On the outbreak of the Great Rebellion Durham inclined to support the cause of Parliament, and in 1640 the high sheriff of the palatinate guaranteed to supply the Scottish army with provisions during their stay in the county. In 1642 the Earl of Newcastle formed the western counties into an association for the King's service, but in 1644 the palatinate was again overrun by the Scottish army, and after the Battle of Marston Moor fell entirely into the hands of Parliament.

In 1646 the palatinate was formally abolished, the county first summoned to return members to Parliament in 1654. After the Restoration in 1660, both county and Durham city returned two members each and the palatine re-established.

Prince-bishopric abolished

At its historic extent, Durham includes a main body covering the Catchment of the Pennines in the west, the River Tees in the south, the North Sea in the east and the Rivers Tyne and Derwent in the north. The county had a number of exclaves: Bedlingtonshire, Islandshire and Norhamshire within Northumberland, and Craikshire within the North Riding of Yorkshire. In 1831 the county covered an area of  and had a population of 253,910.
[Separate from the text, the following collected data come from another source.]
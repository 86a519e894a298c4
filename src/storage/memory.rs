use std::collections::HashMap;

use super::{KeyValueStorage, StorageError};

#[derive(Debug, Default)]
pub struct MemoryStorage {
    items: HashMap<String, String>,
    quota: Option<usize>,
}

impl MemoryStorage {
    pub fn with_item(mut self, key: impl Into<String>, value: impl Into<String>) -> Self {
        self.items.insert(key.into(), value.into());
        self
    }

    /// Reject any single value longer than `bytes`.
    pub fn with_quota(mut self, bytes: usize) -> Self {
        self.quota = Some(bytes);
        self
    }
}

impl KeyValueStorage for MemoryStorage {
    fn get_item(&self, key: &str) -> Result<Option<String>, StorageError> {
        Ok(self.items.get(key).cloned())
    }

    fn set_item(&mut self, key: &str, value: &str) -> Result<(), StorageError> {
        if let Some(quota) = self.quota
            && value.len() > quota
        {
            return Err(StorageError::QuotaExceeded {
                key: key.to_owned(),
                needed: value.len(),
                quota,
            });
        }
        self.items.insert(key.to_owned(), value.to_owned());
        Ok(())
    }
}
The boundaries were used for parliamentary purposes until 1832, and for judicial and local government purposes until the coming into force of the Counties (Detached Parts) Act 1844, which merged most remaining exclaves with their surrounding county. By the Reform Act of 1832 the county returned two members for two divisions, and the boroughs of Gateshead, South Shields and Sunderland acquired representation. 

The county paltine continued with much the same power until 5 July 1836, when the Durham (County Palatine) Act 1836 provided that the palatine jurisdiction should in future be vested in the Crown. Doubts about the construction of this Act led to the enactment of the Durham County Palatine Act 1858.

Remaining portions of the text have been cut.